Indéniablement, le remaniement annoncé par le président de la République a permis de clore la séquence des municipales, abrégeant le supplice médiatique d’une semaine de critiques acerbes à l’encontre du gouvernement.

Mais la nomination de Manuel Valls va t-elle réellement offrir de l’oxygène au président ? En mai 2012, en choisissant Jean-Marc Ayrault, François Hollande avait privilégié le confort d’une relation de confiance aux choix plus tactiques qui s’offraient à lui. Une décision qui l’a laissé nu face au peuple, sans fusible à même de cristalliser la colère des Français. Comme le révèlent les données du baromètre Harris Interactive pour Délits d’Opinion, Jean-Marc Ayrault n’a en réalité jamais réussi à s’extraire de l’ombre portée de François Hollande, suscitant la défiance d’abord parce qu’il était associé au président.
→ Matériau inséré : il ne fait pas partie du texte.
mod runner;
mod stage;

pub use runner::{FALLBACK_MESSAGE, StageStatus, execute_pipeline};
pub use stage::{Pipeline, PromptBuilder, Stage, StageContext};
A l’inverse, Manuel Valls dispose de traits d’images bien identifiés ainsi que d’une popularité utile pour occuper l’espace et réduire l’exposition subie de François Hollande. Certes l’étoile des sondages a pâli ces derniers mois. La popularité de Manuel Valls a baissé selon le baromètre Harris Interactive/ Délits d’Opinion pour s’établir à 43% au mois de mars, alors qu’elle culminait à 57% au mois d’octobre. Une érosion principalement à mettre sur le compte d’une double désaffection des sympathisants FN et UMP. Néanmoins, Manuel Valls demeure toujours le ministre le plus populaire de la gauche.

Mais ces atouts permettront-ils au président de redorer son blason ? Une lecture historique des remaniements témoigne de l’impact extrêmement limité de ces derniers. 
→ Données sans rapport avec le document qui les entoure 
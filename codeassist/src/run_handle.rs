use tokio::sync::mpsc;
use tokio::task::JoinHandle;

use crate::error::CodeAssistError;
use crate::event::Event;

/// Result of a finished pipeline run.
#[derive(Debug, Clone)]
pub struct RunOutput {
    /// Text produced by the last stage, or the fallback message when every
    /// stage came back empty
    pub output: String,
    /// Session the stage outputs were recorded into
    pub session_id: String,
}

/// Observer for an in-flight pipeline run.
///
/// The stages execute in a background task; the handle exposes their
/// lifecycle as [`Event`]s and resolves to a [`RunOutput`] once the last
/// stage has finished.
///
/// # Example
///
/// ```no_run
/// # use codeassist::{CodeAssistError, Event, RunHandle, RunOutput};
/// # async fn watch(mut handle: RunHandle) -> Result<RunOutput, CodeAssistError> {
/// while let Some(event) = handle.next_event().await {
///     if let Event::StageCompleted { stage_name, .. } = event {
///         println!("{stage_name} done");
///     }
/// }
/// handle.wait().await
/// # }
/// ```
pub struct RunHandle {
    events: mpsc::Receiver<Event>,
    completion: JoinHandle<Result<RunOutput, CodeAssistError>>,
}

impl RunHandle {
    pub(crate) fn new(
        events: mpsc::Receiver<Event>,
        completion: JoinHandle<Result<RunOutput, CodeAssistError>>,
    ) -> Self {
        Self { events, completion }
    }

    /// Next stage lifecycle event, or `None` once the run has finished and
    /// the channel is closed.
    pub async fn next_event(&mut self) -> Option<Event> {
        self.events.recv().await
    }

    /// Wait for the background task and return the run's result.
    pub async fn wait(self) -> Result<RunOutput, CodeAssistError> {
        self.completion
            .await
            .map_err(|e| CodeAssistError::Internal(anyhow::anyhow!("run task panicked: {}", e)))?
    }

    /// Final text only, discarding the stage lifecycle.
    ///
    /// The event channel is bounded, so the events are consumed here rather
    /// than left to fill up behind a caller that never reads them.
    pub async fn output(mut self) -> Result<String, CodeAssistError> {
        while self.next_event().await.is_some() {}
        Ok(self.wait().await?.output)
    }
}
Nous sommes en mai 2005. Jacques Chirac, au plus bas dans les sondages, doit impulser une nouvelle étape, après le non au référendum sur l’Europe.

Nommé fin mai en remplacement de Jean-Pierre Raffarin, Dominique de Villepin suscite durant les premiers mois et avant l’épisode du CPE un réel engouement. Mais, dans le même temps, la cote de popularité du président Chirac ne cesse de se dégrader. Crédité de 32% de bonnes intentions en mai 2005 selon TNS Sofres, il tombe à 21% en juillet de la même année. Le renouvellement des têtes dans les ministères ne parvient à masquer l’impuissance d’un président dorénavant sans prises sur le réel.

De même, sous le second quinquennat de François Mitterrand, les changements de Premier ministre témoignent de la même incapacité à infléchir la disgrâce subie. La nomination de Edith Cresson en juin 1991 donne l’impression durant l’été de pouvoir endiguer l’hémorragie qui frappe le président. Mais dès la rentrée de septembre, la popularité de François Mitterrand replonge pour atteindre 31% en décembre 1991. Et la nomination de Pierre Bérégovoy, censée renouer avec l’électorat populaire, n’aura jamais l’effet escompté.

L’analyse des remaniements sous Nicolas Sarkozy, plus limités car ils ne concernaient pas le Premier ministre, ont également démontré les limites de l’exercice. Par exemple, après le remaniement du printemps 2009 et dans la foulée d’une hausse conjoncturelle consécutive aux bons résultats de l’UMP aux élections européennes, le président chute avec 60% de défiance.

Pourquoi les remaniements ne permettent-ils pas d’inverser les tendances ?  

D’abord parce que changer les hommes sans changer la politique limite l’efficacité de ces mercatos. Certes, ces dernières semaines la lecture des sondages a pu laisser entendre que la demande de remaniement était  importante : 79% des Français le souhaitaient selon un sondage BVA, réalisé dans l’entre deux tours des municipales. Néanmoins, dans les détails, le souhait était majoritaire, mais d’une courte tête (51%) parmi les sympathisants de gauche tandis que la demande de remaniement, majoritaire chez les sympathisants de droite semblait avant tout exprimer la défiance envers l’exécutif.

Car au fond d’eux-mêmes, une majorité de sondés, 68% selon une enquête Opinion Way, estiment qu’un remaniement n’aurait aucun effet sur la reprise économique. En réalité, le jeu de chaises musicales laisse profondément sceptiques des Français totalement blasés quant aux possibles effets positifs à attendre. Ainsi, 59% des Français estiment  selon l’IFOP que Manuel Valls ne fera ni mieux ni moins bien que le gouvernement précédent contre 33% d’un avis contraire.

Alors, le Premier ministre peut bien-sûr surprendre, profiter du soutien du peuple de gauche et de la neutralité bienveillante de celui de droite. Mais l’espoir que ce succès valorise le président par effet de halo paraît bien ténu, tant l’autorité et la popularité de l’un s’est précisément construite en contrepoint de la faiblesse perçue de l’autre.